- Understand O(1) average lookup/insert/delete with hash function mapping
- See why collisions happen and need resolution strategies
- Learn load factor and resizing to maintain performance
Introduction to Hash Tables
You're building a contacts app. Thousands of contacts. When user searches for "Alice", you need instant results.
Arrays? O(n) linear search. Too slow.
Sorted array with binary search? O(log n). Better, but still not instant. Plus, inserting is O(n).
Hash tables? O(1) average. Instant lookup, instant insert, instant delete. That's the promise.
What's a Hash Table?
A data structure that maps keys to values using a hash function.
Components:
- Keys: What you search with (e.g., "Alice")
- Values: What you want to store (e.g., phone number)
- Hash function: Converts key to array index
- Array: Stores the values
# Simplified concept
hash_table = [None] * 10
key = "Alice"
index = hash(key) % 10 # Let's say this gives 3
hash_table[3] = "555-1234"
# Later, lookup
index = hash("Alice") % 10 # Still 3
phone = hash_table[3] # "555-1234"
Hash function turns "Alice" into a number.
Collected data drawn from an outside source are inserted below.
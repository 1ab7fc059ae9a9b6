//! Error types for the pipeline engine.

use quern_core::NodeId;
use quern_core::NodeState;

/// The result type used throughout quern-pipeline.
pub type Result<T> = std::result::Result<T, Error>;

/// Errors that can occur in engine operations.
#[derive(Debug, thiserror::Error)]
pub enum Error {
    /// A state store operation failed.
    #[error("store error: {message}")]
    Store {
        /// Description of the failure.
        message: String,
        /// The underlying cause, if any.
        #[source]
        source: Option<Box<dyn std::error::Error + Send + Sync>>,
    },

    /// A node was not found in the state store.
    #[error("node not found: {id}")]
    NodeNotFound {
        /// The node id that was looked up.
        id: NodeId,
    },

    /// A compare-and-swap write lost to a concurrent transition.
    #[error("state precondition failed for {id}: expected {expected}, found {actual}")]
    StateMismatch {
        /// The node id.
        id: NodeId,
        /// The state the writer expected.
        expected: NodeState,
        /// The state the store actually held.
        actual: NodeState,
    },

    /// A child was submitted under a parent that no longer accepts
    /// children.
    #[error("parent {parent} is {state} and rejects new children")]
    ParentClosed {
        /// The parent node id.
        parent: NodeId,
        /// The parent's current state.
        state: NodeState,
    },

    /// An event bus operation failed.
    #[error("event bus error: {message}")]
    Bus {
        /// Description of the failure.
        message: String,
    },

    /// A blob store operation failed.
    #[error("blob store error: {message}")]
    Blob {
        /// Description of the failure.
        message: String,
        /// The underlying cause, if any.
        #[source]
        source: Option<Box<dyn std::error::Error + Send + Sync>>,
    },

    /// A runtime rejected or failed a job submission.
    #[error("runtime '{runtime}' submission failed: {message}")]
    Submission {
        /// The runtime name.
        runtime: String,
        /// Description of the failure.
        message: String,
    },

    /// A job template could not be rendered.
    #[error("job render failed for '{job}': {message}")]
    Render {
        /// The job name.
        job: String,
        /// Description of the failure.
        message: String,
    },

    /// An inbound payload was malformed and permanently rejected.
    #[error("payload rejected: {message}")]
    PayloadRejected {
        /// Description of what made the payload invalid.
        message: String,
    },

    /// A source tree operation failed.
    #[error("source tree error for '{tree}': {message}")]
    SourceTree {
        /// The tree name.
        tree: String,
        /// Description of the failure.
        message: String,
    },

    /// The downstream reporting sink rejected a submission.
    #[error("reporting sink error: {message}")]
    Reporting {
        /// Description of the failure.
        message: String,
    },

    /// A serialization error occurred.
    #[error("serialization error: {message}")]
    Serialization {
        /// Description of the failure.
        message: String,
    },

    /// An error from quern-core.
    #[error(transparent)]
    Core(#[from] quern_core::Error),
}

impl Error {
    /// Creates a new store error.
    #[must_use]
    pub fn store(message: impl Into<String>) -> Self {
        Self::Store {
            message: message.into(),
            source: None,
        }
    }

    /// Creates a new store error with a source cause.
    #[must_use]
    pub fn store_with_source(
        message: impl Into<String>,
        source: impl std::error::Error + Send + Sync + 'static,
    ) -> Self {
        Self::Store {
            message: message.into(),
            source: Some(Box::new(source)),
        }
    }

    /// Creates a new blob store error.
    #[must_use]
    pub fn blob(message: impl Into<String>) -> Self {
        Self::Blob {
            message: message.into(),
            source: None,
        }
    }

    /// Creates a new event bus error.
    #[must_use]
    pub fn bus(message: impl Into<String>) -> Self {
        Self::Bus {
            message: message.into(),
        }
    }

    /// Creates a new submission error.
    #[must_use]
    pub fn submission(runtime: impl Into<String>, message: impl Into<String>) -> Self {
        Self::Submission {
            runtime: runtime.into(),
            message: message.into(),
        }
    }

    /// Creates a new payload rejection error.
    #[must_use]
    pub fn rejected(message: impl Into<String>) -> Self {
        Self::PayloadRejected {
            message: message.into(),
        }
    }

    /// Creates a new serialization error.
    #[must_use]
    pub fn serialization(message: impl Into<String>) -> Self {
        Self::Serialization {
            message: message.into(),
        }
    }

    /// Returns true if the error is transient and the operation should be
    /// retried with backoff rather than surfaced to a node.
    #[must_use]
    pub fn is_transient(&self) -> bool {
        matches!(self, Self::Store { .. } | Self::Bus { .. } | Self::Blob { .. })
    }
}

#[cfg(test)]
mod tests {
    use super::*;

    #[test]
    fn state_mismatch_display() {
        let err = Error::StateMismatch {
            id: NodeId::new("n1"),
            expected: NodeState::Available,
            actual: NodeState::Closing,
        };
        let msg = err.to_string();
        assert!(msg.contains("available"));
        assert!(msg.contains("closing"));
    }

    #[test]
    fn transient_classification() {
        assert!(Error::store("connection reset").is_transient());
        assert!(Error::bus("disconnected").is_transient());
        assert!(!Error::rejected("bad json").is_transient());
        assert!(!Error::submission("lava", "boom").is_transient());
    }
}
Modulo maps it to array index. Store value there.
O(1). Direct access. No searching.
Hash Function Basics
Takes a key, outputs an integer.
Requirements:
- Deterministic: Same key → same hash always
- Fast: O(1) to compute
- Uniform distribution: Spread keys evenly across array
Example for strings (simplified):
def hash_string(s, array_size):
hash_val = 0
for char in s:
hash_val = (hash_val * 31 + ord(char)) % array_size
return hash_val
Multiply by prime (31), add character code, modulo array size.
For "Alice": Process 'A', 'l', 'i', 'c', 'e'. Get some number. Modulo 10 → index in [0, 9].
The Problem: Collisions
Different keys can hash to the same index.
hash("Alice") % 10 = 3
hash("Bob") % 10 = 3
Both map to index 3. Collision.
You can't just overwrite Alice's value with Bob's. You need collision resolution.
Two main strategies:
- Chaining: Each array slot holds a list of entries
- Open addressing: Find another empty slot
We'll cover these in detail later.
Python's dict
Python's built-in dict is a hash table.
contacts = {}
contacts["Alice"] = "555-1234"
contacts["Bob"] = "555-5678"
print(contacts["Alice"]) # "555-1234"
print("Charlie" in contacts) # False
del contacts["Bob"]
O(1) average for insert, delete, lookup. Python handles collisions, resizing, everything.
When Hash Tables Shine
Fast lookups: Need to check if element exists? O(1).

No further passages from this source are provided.